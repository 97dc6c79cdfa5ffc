//! Conversion of raw form input into the numeric vector the backend expects.
//!
//! Normalization never fails. Every field of the active feature set gets a
//! finite value; anything that cannot be read is replaced by 0 and reported
//! as a [`Diagnostic`]. Callers that would rather refuse such input use
//! [`Normalized::into_strict`].

use std::collections::BTreeMap;
use std::fmt;

use serde::{Deserialize, Serialize};

use super::raw::{RawForm, RawFormValue};
use super::spec::{FeatureKind, FeatureSpec};

/// Field name to finite numeric value, one entry per declared feature.
#[derive(Debug, Clone, Default, PartialEq, Serialize, Deserialize)]
#[serde(transparent)]
pub struct NormalizedFeatureVector(BTreeMap<String, f64>);

impl NormalizedFeatureVector {
    pub fn get(&self, name: &str) -> Option<f64> {
        self.0.get(name).copied()
    }

    pub fn len(&self) -> usize {
        self.0.len()
    }

    pub fn is_empty(&self) -> bool {
        self.0.is_empty()
    }

    pub fn iter(&self) -> impl Iterator<Item = (&str, f64)> {
        self.0.iter().map(|(name, value)| (name.as_str(), *value))
    }

    /// Feed the vector back as form input, e.g. to pre-fill a form.
    pub fn to_raw(&self) -> RawForm {
        self.0
            .iter()
            .map(|(name, value)| (name.clone(), RawFormValue::Number(*value)))
            .collect()
    }
}

/// Why a field's value was replaced or flagged.
#[derive(Debug, Clone, PartialEq)]
pub enum DiagnosticReason {
    /// Categorical value matched neither a label nor a code.
    UnknownLabel,
    /// Numeric field received text that is not a number.
    NotANumber,
    /// Value resolved to NaN or infinity.
    NonFinite,
    /// Parsed value lies outside the declared range; the value is kept.
    OutOfRange { min: f64, max: f64 },
}

/// Non-fatal note about one field.
#[derive(Debug, Clone, PartialEq)]
pub struct Diagnostic {
    pub field: String,
    /// Rendering of the offending raw value.
    pub raw: String,
    pub reason: DiagnosticReason,
}

impl Diagnostic {
    /// True when the sent value differs from what the user entered.
    pub fn is_substitution(&self) -> bool {
        !matches!(self.reason, DiagnosticReason::OutOfRange { .. })
    }
}

impl fmt::Display for Diagnostic {
    fn fmt(&self, f: &mut fmt::Formatter<'_>) -> fmt::Result {
        match &self.reason {
            DiagnosticReason::UnknownLabel => {
                write!(f, "{}: unknown option {}, using 0", self.field, self.raw)
            }
            DiagnosticReason::NotANumber => {
                write!(f, "{}: {} is not a number, using 0", self.field, self.raw)
            }
            DiagnosticReason::NonFinite => {
                write!(f, "{}: {} is not finite, using 0", self.field, self.raw)
            }
            DiagnosticReason::OutOfRange { min, max } => {
                write!(f, "{}: {} is outside [{min}, {max}]", self.field, self.raw)
            }
        }
    }
}

/// Output of [`normalize`].
#[derive(Debug, Clone, Default, PartialEq)]
pub struct Normalized {
    pub vector: NormalizedFeatureVector,
    pub diagnostics: Vec<Diagnostic>,
}

/// Raised by strict normalization when any value had to be substituted.
#[derive(Debug, Clone, PartialEq, thiserror::Error)]
#[error("{} field(s) could not be read: {}", .diagnostics.len(), join_diagnostics(.diagnostics))]
pub struct RejectedInput {
    pub diagnostics: Vec<Diagnostic>,
}

fn join_diagnostics(diagnostics: &[Diagnostic]) -> String {
    diagnostics
        .iter()
        .map(ToString::to_string)
        .collect::<Vec<_>>()
        .join("; ")
}

impl Normalized {
    pub fn has_substitutions(&self) -> bool {
        self.diagnostics.iter().any(Diagnostic::is_substitution)
    }

    /// Accept the vector only if every field was read as entered.
    pub fn into_strict(self) -> Result<NormalizedFeatureVector, RejectedInput> {
        let rejected = self
            .diagnostics
            .into_iter()
            .filter(Diagnostic::is_substitution)
            .collect::<Vec<_>>();
        if rejected.is_empty() {
            Ok(self.vector)
        } else {
            Err(RejectedInput {
                diagnostics: rejected,
            })
        }
    }
}

/// Normalize `raw` against `specs`.
///
/// The output has exactly one entry per feature spec; raw keys without a spec are dropped.
pub fn normalize(specs: &[FeatureSpec], raw: &RawForm) -> Normalized {
    let mut normalized = Normalized::default();
    for spec in specs {
        let value = normalize_field(spec, raw.get(&spec.name), &mut normalized.diagnostics);
        normalized.vector.0.insert(spec.name.clone(), value);
    }
    for diagnostic in &normalized.diagnostics {
        if diagnostic.is_substitution() {
            tracing::warn!("{diagnostic}");
        } else {
            tracing::info!("{diagnostic}");
        }
    }
    normalized
}

fn normalize_field(
    spec: &FeatureSpec,
    raw: Option<&RawFormValue>,
    diagnostics: &mut Vec<Diagnostic>,
) -> f64 {
    let resolved = match raw.filter(|value| !value.is_blank()) {
        None => spec.default_value(),
        Some(value) => match &spec.kind {
            FeatureKind::Categorical { .. } => categorical_code(spec, value, diagnostics),
            FeatureKind::NumericRange { min, max } => {
                numeric_value(spec, *min, *max, value, diagnostics)
            }
        },
    };
    if resolved.is_finite() {
        return resolved;
    }
    diagnostics.push(Diagnostic {
        field: spec.name.clone(),
        raw: raw.map(ToString::to_string).unwrap_or_else(|| "default".to_string()),
        reason: DiagnosticReason::NonFinite,
    });
    0.0
}

fn categorical_code(
    spec: &FeatureSpec,
    value: &RawFormValue,
    diagnostics: &mut Vec<Diagnostic>,
) -> f64 {
    let by_label = match value {
        RawFormValue::Text(text) | RawFormValue::Label(text) => spec.code_for_label(text),
        RawFormValue::Number(_) | RawFormValue::Boolean(_) => None,
    };
    if let Some(code) = by_label {
        return code as f64;
    }
    if let Some(number) = value.as_number()
        && spec.accepts_code(number)
    {
        return number;
    }
    diagnostics.push(Diagnostic {
        field: spec.name.clone(),
        raw: value.to_string(),
        reason: DiagnosticReason::UnknownLabel,
    });
    0.0
}

fn numeric_value(
    spec: &FeatureSpec,
    min: f64,
    max: f64,
    value: &RawFormValue,
    diagnostics: &mut Vec<Diagnostic>,
) -> f64 {
    let Some(number) = value.as_number() else {
        diagnostics.push(Diagnostic {
            field: spec.name.clone(),
            raw: value.to_string(),
            reason: DiagnosticReason::NotANumber,
        });
        return 0.0;
    };
    if number.is_finite() && (number < min || number > max) {
        diagnostics.push(Diagnostic {
            field: spec.name.clone(),
            raw: value.to_string(),
            reason: DiagnosticReason::OutOfRange { min, max },
        });
    }
    number
}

===============

> _Task instructions_: In the listing above, how many lines include the string "impl"? Reply with the number alone.

> _Answer for the task_: 5